- Task prompt
Type every record exactly as it appears.

(Items from a data source)
>>

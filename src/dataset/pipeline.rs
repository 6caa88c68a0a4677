//! Structure-to-graph pipeline for a single sample

use super::{SampleError, StructureId};
use crate::chem::ResidueVocabulary;
use crate::formats::pdb::parse_pdb_str;
use crate::formatters::{GraphAssembler, GraphError, ProteinGraph};
use crate::io::{FetchError, StructureProvider};
use crate::processing::{build_adjacency, extract_residue_features, RandomRotation};
use crate::spec::{ConfigError, GraphSpec};
use crate::structure::Chain;
use rand::rngs::StdRng;

/// Fetch, parse and assemble graphs for structure identifiers
pub struct GraphPipeline {
    provider: Option<Box<dyn StructureProvider>>,
    vocab: ResidueVocabulary,
    cutoffs: Vec<f32>,
    assembler: GraphAssembler,
}

impl GraphPipeline {
    /// Validates the graph settings; a bad cutoff list fails here, not per sample
    pub fn new(
        provider: Box<dyn StructureProvider>,
        vocab: ResidueVocabulary,
        spec: &GraphSpec,
    ) -> Result<Self, ConfigError> {
        let mut pipeline = Self::offline(vocab, spec)?;
        pipeline.provider = Some(provider);
        Ok(pipeline)
    }

    /// Pipeline without a structure source, for text already in memory.
    /// [`GraphPipeline::build`] fails with `FetchError::NoProvider`.
    pub fn offline(vocab: ResidueVocabulary, spec: &GraphSpec) -> Result<Self, ConfigError> {
        spec.validate()?;
        if vocab.is_empty() {
            return Err(ConfigError::Vocabulary("vocabulary is empty".to_string()));
        }

        let mut assembler = GraphAssembler::new(vocab.len(), spec.num_bonds());
        if spec.augment {
            assembler = assembler.with_transform(Box::new(RandomRotation));
        }

        Ok(Self {
            provider: None,
            vocab,
            cutoffs: spec.cutoffs.clone(),
            assembler,
        })
    }

    pub fn vocab(&self) -> &ResidueVocabulary {
        &self.vocab
    }

    /// Width of the one-hot node feature
    pub fn vocab_size(&self) -> usize {
        self.vocab.len()
    }

    /// Width of the one-hot edge feature
    pub fn num_bonds(&self) -> usize {
        self.assembler.num_bonds()
    }

    /// Build the graph for `<PDBID>.<CHAIN>`
    pub fn build(&self, identifier: &str, rng: &mut StdRng) -> Result<ProteinGraph, SampleError> {
        let sid = StructureId::parse(identifier)?;
        let text = match &self.provider {
            Some(provider) => provider.fetch(&sid.pdb_id),
            None => Err(FetchError::NoProvider(sid.pdb_id.clone())),
        }
        .map_err(|source| SampleError::Fetch {
                id: identifier.to_string(),
                source,
            })?;
        self.build_from_text(identifier, &sid.chain_id, &text, rng)
    }

    /// Build the graph for one chain of PDB text already in memory
    pub fn build_from_text(
        &self,
        identifier: &str,
        chain_id: &str,
        text: &str,
        rng: &mut StdRng,
    ) -> Result<ProteinGraph, SampleError> {
        let parse_error = |reason: String| SampleError::Parse {
            id: identifier.to_string(),
            reason,
        };

        let (raw, model_ids) = parse_pdb_str(text).map_err(|e| parse_error(e.to_string()))?;
        let chain = Chain::from_raw(&raw, &model_ids, chain_id)
            .ok_or_else(|| parse_error(format!("chain '{}' not found", chain_id)))?;

        let record = extract_residue_features(&chain, &self.vocab)
            .map_err(|e| parse_error(e.to_string()))?;
        if record.is_empty() {
            return Err(SampleError::EmptyChain {
                id: identifier.to_string(),
            });
        }

        let num_residues = record.num_residues();
        let adjacency = build_adjacency(&record.atoms, num_residues, &self.cutoffs)
            .map_err(|e| parse_error(e.to_string()))?;

        let graph = self
            .assembler
            .assemble(&record.residue_index, &record.coordinates, &adjacency, rng)
            .map_err(|source| match source {
                GraphError::EmptyGraph => SampleError::EmptyChain {
                    id: identifier.to_string(),
                },
                source => SampleError::Graph {
                    id: identifier.to_string(),
                    source,
                },
            })?;

        log::debug!(
            "Built graph for {}: {} nodes, {} edges",
            identifier,
            graph.num_nodes(),
            graph.num_edges()
        );

        Ok(graph)
    }
}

<<

- Written answer
filename src/dataset/pipeline.rs
repository 6caa88c68a0a4677
//! Structure-to-graph pipeline for a single sample

use super::{SampleError, StructureId};
use crate::chem::ResidueVocabulary;
use crate::formats::pdb::parse_pdb_str;
use crate::formatters::{GraphAssembler, GraphError, ProteinGraph};
use crate::io::{FetchError, StructureProvider};
use crate::processing::{build_adjacency, extract_residue_features, RandomRotation};
use crate::spec::{ConfigError, GraphSpec};
use crate::structure::Chain;
use rand::rngs::StdRng;

/// Fetch, parse and assemble graphs for structure identifiers
pub struct GraphPipeline {
    provider: Option<Box<dyn StructureProvider>>,
    vocab: ResidueVocabulary,
    cutoffs: Vec<f32>,
    assembler: GraphAssembler,
}

impl GraphPipeline {
    /// Validates the graph settings; a bad cutoff list fails here, not per sample
    pub fn new(
        provider: Box<dyn StructureProvider>,
        vocab: ResidueVocabulary,
        spec: &GraphSpec,
    ) -> Result<Self, ConfigError> {
        let mut pipeline = Self::offline(vocab, spec)?;
        pipeline.provider = Some(provider);
        Ok(pipeline)
    }

    /// Pipeline without a structure source, for text already in memory.
    /// [`GraphPipeline::build`] fails with `FetchError::NoProvider`.
    pub fn offline(vocab: ResidueVocabulary, spec: &GraphSpec) -> Result<Self, ConfigError> {
        spec.validate()?;
        if vocab.is_empty() {
            return Err(ConfigError::Vocabulary("vocabulary is empty".to_string()));
        }

        let mut assembler = GraphAssembler::new(vocab.len(), spec.num_bonds());
        if spec.augment {
            assembler = assembler.with_transform(Box::new(RandomRotation));
        }

        Ok(Self {
            provider: None,
            vocab,
            cutoffs: spec.cutoffs.clone(),
            assembler,
        })
    }

    pub fn vocab(&self) -> &ResidueVocabulary {
        &self.vocab
    }

    /// Width of the one-hot node feature
    pub fn vocab_size(&self) -> usize {
        self.vocab.len()
    }

    /// Width of the one-hot edge feature
    pub fn num_bonds(&self) -> usize {
        self.assembler.num_bonds()
    }

    /// Build the graph for `<PDBID>.<CHAIN>`
    pub fn build(&self, identifier: &str, rng: &mut StdRng) -> Result<ProteinGraph, SampleError> {
        let sid = StructureId::parse(identifier)?;
        let text = match &self.provider {
            Some(provider) => provider.fetch(&sid.pdb_id),
            None => Err(FetchError::NoProvider(sid.pdb_id.clone())),
        }
        .map_err(|source| SampleError::Fetch {
                id: identifier.to_string(),
                source,
            })?;
        self.build_from_text(identifier, &sid.chain_id, &text, rng)
    }

    /// Build the graph for one chain of PDB text already in memory
    pub fn build_from_text(
        &self,
        identifier: &str,
        chain_id: &str,
        text: &str,
        rng: &mut StdRng,
    ) -> Result<ProteinGraph, SampleError> {
        let parse_error = |reason: String| SampleError::Parse {
            id: identifier.to_string(),
            reason,
        };

        let (raw, model_ids) = parse_pdb_str(text).map_err(|e| parse_error(e.to_string()))?;
        let chain = Chain::from_raw(&raw, &model_ids, chain_id)
            .ok_or_else(|| parse_error(format!("chain '{}' not found", chain_id)))?;

        let record = extract_residue_features(&chain, &self.vocab)
            .map_err(|e| parse_error(e.to_string()))?;
        if record.is_empty() {
            return Err(SampleError::EmptyChain {
                id: identifier.to_string(),
            });
        }

        let num_residues = record.num_residues();
        let adjacency = build_adjacency(&record.atoms, num_residues, &self.cutoffs)
            .map_err(|e| parse_error(e.to_string()))?;

        let graph = self
            .assembler
            .assemble(&record.residue_index, &record.coordinates, &adjacency, rng)
            .map_err(|source| match source {
                GraphError::EmptyGraph => SampleError::EmptyChain {
                    id: identifier.to_string(),
                },
                source => SampleError::Graph {
                    id: identifier.to_string(),
                    source,
                },
            })?;

        log::debug!(
            "Built graph for {}: {} nodes, {} edges",
            identifier,
            graph.num_nodes(),
            graph.num_edges()
        );

        Ok(graph)
    }
}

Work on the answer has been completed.